> Material for this task:
--- START ---
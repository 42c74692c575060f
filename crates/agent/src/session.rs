use chrono::Utc;
use conductor_core::config::SessionsConfig;
use conductor_core::{Error, Mode, Result};
use serde::{Deserialize, Serialize};
use serde_json::{Map, Value};
use std::collections::{HashMap, VecDeque};
use std::sync::Mutex;
use std::time::Duration;
use tracing::{debug, info};

#[derive(Debug, Clone, PartialEq, Serialize, Deserialize)]
#[serde(rename_all = "camelCase")]
pub struct HistoryEntry {
    /// `user`, `assistant`, `mode` or any caller-chosen tag.
    pub role: String,
    pub content: String,
    pub at_ms: i64,
}

#[derive(Debug, Clone, Serialize, Deserialize)]
#[serde(rename_all = "camelCase")]
pub struct Session {
    pub id: String,
    pub created_at_ms: i64,
    pub last_activity_ms: i64,
    pub mode: Mode,
    pub context: Map<String, Value>,
    pub history: VecDeque<HistoryEntry>,
}

impl Session {
    fn push_history(&mut self, role: &str, content: &str, limit: usize) {
        let now = Utc::now().timestamp_millis();
        self.history.push_back(HistoryEntry {
            role: role.to_string(),
            content: content.to_string(),
            at_ms: now,
        });
        while self.history.len() > limit {
            self.history.pop_front();
        }
        self.last_activity_ms = now;
    }
}

/// Owns every conversation session. All access goes through one lock.
pub struct SessionController {
    sessions: Mutex<HashMap<String, Session>>,
    history_limit: usize,
    default_mode: Mode,
}

impl Default for SessionController {
    fn default() -> Self {
        Self::new(&SessionsConfig::default())
    }
}

impl SessionController {
    pub fn new(config: &SessionsConfig) -> Self {
        Self {
            sessions: Mutex::new(HashMap::new()),
            history_limit: config.history_limit.max(1),
            default_mode: config.default_mode,
        }
    }

    fn lock(&self) -> std::sync::MutexGuard<'_, HashMap<String, Session>> {
        self.sessions.lock().unwrap_or_else(|e| e.into_inner())
    }

    pub fn create_session(&self, initial_context: Option<Map<String, Value>>, mode: Option<Mode>) -> String {
        let now = Utc::now().timestamp_millis();
        let session = Session {
            id: uuid::Uuid::new_v4().to_string(),
            created_at_ms: now,
            last_activity_ms: now,
            mode: mode.unwrap_or(self.default_mode),
            context: initial_context.unwrap_or_default(),
            history: VecDeque::new(),
        };
        let id = session.id.clone();
        debug!(session = %id, mode = %session.mode, "Session created");
        self.lock().insert(id.clone(), session);
        id
    }

    pub fn get_session(&self, id: &str) -> Result<Session> {
        self.lock()
            .get(id)
            .cloned()
            .ok_or_else(|| Error::SessionNotFound(id.to_string()))
    }

    /// Parse `mode` and switch to it. Returns the previous mode.
    pub fn set_session_mode(&self, id: &str, mode: &str) -> Result<Mode> {
        let mode: Mode = mode.parse()?;
        self.set_mode(id, mode)
    }

    pub fn set_mode(&self, id: &str, mode: Mode) -> Result<Mode> {
        let mut sessions = self.lock();
        let session = sessions
            .get_mut(id)
            .ok_or_else(|| Error::SessionNotFound(id.to_string()))?;
        let previous = session.mode;
        session.mode = mode;
        session.push_history("mode", &format!("{} -> {}", previous, mode), self.history_limit);
        info!(session = %id, from = %previous, to = %mode, "Session mode changed");
        Ok(previous)
    }

    /// Merge `updates` into the session context, overwriting existing keys.
    pub fn update_session_context(&self, id: &str, updates: Map<String, Value>) -> Result<()> {
        let mut sessions = self.lock();
        let session = sessions
            .get_mut(id)
            .ok_or_else(|| Error::SessionNotFound(id.to_string()))?;
        session.context.extend(updates);
        session.last_activity_ms = Utc::now().timestamp_millis();
        Ok(())
    }

    pub fn add_session_history(&self, id: &str, role: &str, content: &str) -> Result<()> {
        let mut sessions = self.lock();
        let session = sessions
            .get_mut(id)
            .ok_or_else(|| Error::SessionNotFound(id.to_string()))?;
        session.push_history(role, content, self.history_limit);
        Ok(())
    }

    pub fn list_active_sessions(&self) -> Vec<Session> {
        let mut sessions: Vec<Session> = self.lock().values().cloned().collect();
        sessions.sort_by_key(|s| s.created_at_ms);
        sessions
    }

    pub fn close_session(&self, id: &str) -> bool {
        let closed = self.lock().remove(id).is_some();
        if closed {
            debug!(session = %id, "Session closed");
        }
        closed
    }

    /// Close every session idle for longer than `max_age`. Returns how many were closed.
    pub fn cleanup_inactive_sessions(&self, max_age: Duration) -> usize {
        self.cleanup_inactive_sessions_except(max_age, &[])
    }

    /// Same as [`cleanup_inactive_sessions`](Self::cleanup_inactive_sessions), sparing `keep`.
    pub fn cleanup_inactive_sessions_except(&self, max_age: Duration, keep: &[&str]) -> usize {
        let cutoff = Utc::now().timestamp_millis() - max_age.as_millis() as i64;
        let mut sessions = self.lock();
        let before = sessions.len();
        sessions.retain(|id, s| s.last_activity_ms >= cutoff || keep.contains(&id.as_str()));
        let removed = before - sessions.len();
        if removed > 0 {
            info!(removed, "Closed inactive sessions");
        }
        removed
    }
}

#[cfg(test)]
mod tests {
    use super::*;
    use serde_json::json;
    use std::sync::Arc;

    #[tokio::test(flavor = "multi_thread", worker_threads = 4)]
    async fn test_concurrent_history_and_mode_changes() {
        let config = SessionsConfig {
            history_limit: 50,
            ..SessionsConfig::default()
        };
        let controller = Arc::new(SessionController::new(&config));
        let id = controller.create_session(None, None);

        let run_round = |round: usize| {
            let tasks: Vec<_> = (0..4)
                .map(|t| {
                    let controller = controller.clone();
                    let id = id.clone();
                    tokio::spawn(async move {
                        for i in 0..10 {
                            controller
                                .add_session_history(&id, "user", &format!("{}-{}-{}", round, t, i))
                                .unwrap();
                            tokio::task::yield_now().await;
                        }
                        controller.set_mode(&id, Mode::Safe).unwrap();
                    })
                })
                .collect::<Vec<_>>();
            futures::future::join_all(tasks)
        };

        for joined in run_round(0).await {
            joined.unwrap();
        }
        let session = controller.get_session(&id).unwrap();
        assert_eq!(session.history.len(), 44);
        assert_eq!(session.mode, Mode::Safe);

        for joined in run_round(1).await {
            joined.unwrap();
        }
        let session = controller.get_session(&id).unwrap();
        assert_eq!(session.history.len(), 50);
        assert_eq!(session.mode, Mode::Safe);
        assert_eq!(
            session.history.iter().filter(|e| e.role == "mode").count(),
            session.history.iter().filter(|e| e.content.ends_with("-> SAFE")).count()
        );
    }

    #[test]
    fn test_create_then_get() {
        let controller = SessionController::default();
        let id = controller.create_session(None, None);
        let session = controller.get_session(&id).unwrap();
        assert_eq!(session.mode, Mode::Active);
        assert!(session.history.is_empty());
        assert!(matches!(
            controller.get_session("missing"),
            Err(Error::SessionNotFound(_))
        ));
    }

    #[test]
    fn test_invalid_mode_leaves_session_unchanged() {
        let controller = SessionController::default();
        let id = controller.create_session(None, Some(Mode::Passive));
        assert!(matches!(
            controller.set_session_mode(&id, "INVALID"),
            Err(Error::InvalidMode(_))
        ));
        let session = controller.get_session(&id).unwrap();
        assert_eq!(session.mode, Mode::Passive);
        assert!(session.history.is_empty());
    }

    #[test]
    fn test_mode_transition_is_recorded() {
        let controller = SessionController::default();
        let id = controller.create_session(None, None);
        let previous = controller.set_session_mode(&id, "safe").unwrap();
        assert_eq!(previous, Mode::Active);

        let session = controller.get_session(&id).unwrap();
        assert_eq!(session.mode, Mode::Safe);
        let last = session.history.back().unwrap();
        assert_eq!(last.role, "mode");
        assert_eq!(last.content, "ACTIVE -> SAFE");
    }

    #[test]
    fn test_history_is_capped() {
        let config = SessionsConfig {
            history_limit: 3,
            ..SessionsConfig::default()
        };
        let controller = SessionController::new(&config);
        let id = controller.create_session(None, None);
        for i in 0..5 {
            controller.add_session_history(&id, "user", &format!("msg {}", i)).unwrap();
        }
        let history = controller.get_session(&id).unwrap().history;
        assert_eq!(history.len(), 3);
        assert_eq!(history.front().unwrap().content, "msg 2");
    }

    #[test]
    fn test_context_merge() {
        let controller = SessionController::default();
        let mut initial = Map::new();
        initial.insert("lang".to_string(), json!("es"));
        let id = controller.create_session(Some(initial), None);

        let mut updates = Map::new();
        updates.insert("lang".to_string(), json!("en"));
        updates.insert("user".to_string(), json!("ana"));
        controller.update_session_context(&id, updates).unwrap();

        let ctx = controller.get_session(&id).unwrap().context;
        assert_eq!(ctx["lang"], "en");
        assert_eq!(ctx["user"], "ana");
    }

    #[test]
    fn test_cleanup_and_close() {
        let controller = SessionController::default();
        let stale = controller.create_session(None, None);
        let fresh = controller.create_session(None, None);
        controller.lock().get_mut(&stale).unwrap().last_activity_ms -= 3_600_000;

        assert_eq!(controller.cleanup_inactive_sessions(Duration::from_secs(60)), 1);
        assert!(controller.get_session(&stale).is_err());
        assert_eq!(controller.list_active_sessions().len(), 1);

        let pinned = controller.create_session(None, None);
        controller.lock().get_mut(&pinned).unwrap().last_activity_ms -= 3_600_000;
        assert_eq!(
            controller.cleanup_inactive_sessions_except(Duration::from_secs(60), &[pinned.as_str()]),
            0
        );
        assert!(controller.close_session(&pinned));

        assert!(controller.close_session(&fresh));
        assert!(!controller.close_session(&fresh));
        assert!(controller.list_active_sessions().is_empty());
    }
}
--- END ---
> Required action: Copy out the lines of the data where the word "Deserialize" can be found.

> Output:
use serde::{Deserialize, Serialize};
#[derive(Debug, Clone, PartialEq, Serialize, Deserialize)]
#[derive(Debug, Clone, Serialize, Deserialize)]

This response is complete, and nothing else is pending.